I think at this point, we should move the thread over to LEAPSECS alone, and give time-nuts a break. The cross-posting is getting confusing.
 astronomical society specification ;-)
----- Original Message -----
From: "Tom Holmes" <tholmes at woh.rr.com>
To: "'Discussion of precise time and frequency measurement'" <time-nuts at febo.com>
Cc: "'Leap Second Discussion List'" <leapsecs at leapsecond.com>
Sent: Thursday, July 21, 2016 12:03 PM
Subject: Re: [time-nuts] Leap second to be introduced at midnightUTC December 31 this year
> Hi Tom...
> Does your proposal allow for a Zero leap second, or does it require either plus or minus 1 to work? Seems like you could stay closer to the true value if you also have a zero option. Might also cause less consternation for some services, like the finance and scientific worlds, that seem to have critical issues when an LS appears.
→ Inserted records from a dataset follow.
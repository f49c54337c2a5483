use std::sync::atomic::{AtomicUsize, Ordering};

use folio_core::{LockError, MemoryCatalog, MemoryRecordLockManager, RecordLockManager, SessionId};

const CATALOG: &str = r#"{
    "elements": [
        {"id": 500, "record_identifier": "PPN123", "logid": "LOG_0000", "docstruct_type": "monograph"},
        {"id": 501, "record_identifier": "PPN123", "logid": "LOG_0001", "docstruct_type": "chapter", "parent": 500, "first_page": 3},
        {"id": 502, "record_identifier": "PPN123", "logid": "LOG_0003", "docstruct_type": "section", "parent": 501, "first_page": 4},
        {"id": 600, "record_identifier": "PPN_LIMITED", "docstruct_type": "monograph",
         "access_conditions": ["restricted"], "concurrent_view_limit": 1},
        {"id": 700, "record_identifier": "PPN_DELETED", "docstruct_type": "monograph", "deleted": true},
        {"id": 800, "record_identifier": "PPN_PRIVATE", "docstruct_type": "monograph", "access_conditions": ["private"]},
        {"id": 900, "record_identifier": "PPN_MOVED", "docstruct_type": "monograph", "access_conditions": ["moving"]},
        {"id": 100, "record_identifier": "ANCHOR1", "docstruct_type": "periodical", "anchor": true},
        {"id": 200, "record_identifier": "VOL1", "docstruct_type": "volume", "volume": true, "parent": 100},
        {"id": 300, "record_identifier": "VOL2", "docstruct_type": "volume", "volume": true, "parent": 100},
        {"id": 400, "record_identifier": "VOL3", "docstruct_type": "volume", "volume": true, "parent": 100}
    ],
    "pages": {
        "PPN123": [
            {"order": 1}, {"order": 2},
            {"order": 3, "owner": 501}, {"order": 4, "owner": 501}, {"order": 5, "owner": 501},
            {"order": 6, "owner": 501}, {"order": 7, "owner": 501}, {"order": 8, "owner": 501},
            {"order": 9, "owner": 501}, {"order": 10, "owner": 501}
        ],
        "PPN_LIMITED": [{"order": 1}, {"order": 2}]
    },
    "licenses": [
        {"name": "restricted", "open": true, "concurrent_views_limit": true},
        {"name": "moving", "open": true, "redirect_url": "https://example.org/moved"}
    ]
}"#;

pub(crate) fn fixture() -> MemoryCatalog {
    MemoryCatalog::from_json_str(CATALOG).unwrap()
}

/// Lock manager that counts acquisitions.
#[derive(Default)]
pub(crate) struct CountingLocks {
    pub(crate) inner: MemoryRecordLockManager,
    acquired: AtomicUsize,
}

impl CountingLocks {
    pub(crate) fn acquired(&self) -> usize {
        self.acquired.load(Ordering::SeqCst)
    }
}

impl RecordLockManager for CountingLocks {
    fn remove_lock(&self, record_identifier: &str, session: SessionId) -> bool {
        self.inner.remove_lock(record_identifier, session)
    }

    fn remove_all_locks_except(&self, session: SessionId, keep: &str) -> usize {
        self.inner.remove_all_locks_except(session, keep)
    }

    fn acquire_lock(
        &self,
        record_identifier: &str,
        session: SessionId,
        limit: u32,
    ) -> Result<(), LockError> {
        self.acquired.fetch_add(1, Ordering::SeqCst);
        self.inner.acquire_lock(record_identifier, session, limit)
    }
}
> I like your point that by having it occur monthly it forces systems to address issues promptly, and maybe that's the argument for the non-zero option.
> Tom Holmes, N8ZM
> -----Original Message-----
> From: time-nuts [mailto:time-nuts-bounces at febo.com] On Behalf Of Tom Van Baak
> Sent: Thursday, July 21, 2016 1:28 PM
> To: Discussion of precise time and frequency measurement <time-nuts at febo.com>
> Cc: Leap Second Discussion List <leapsecs at leapsecond.com>
> Subject: Re: [time-nuts] Leap second to be introduced at midnight UTC December 31 this year
> Time to mention this again...
> If we adopted the LSEM (Leap Second Every Month) model then none of this would be a problem. The idea is not to decide *if* there will be leap second, but to force every month to have a leap second. The IERS decision is then what the *sign* of the leap second should be this month.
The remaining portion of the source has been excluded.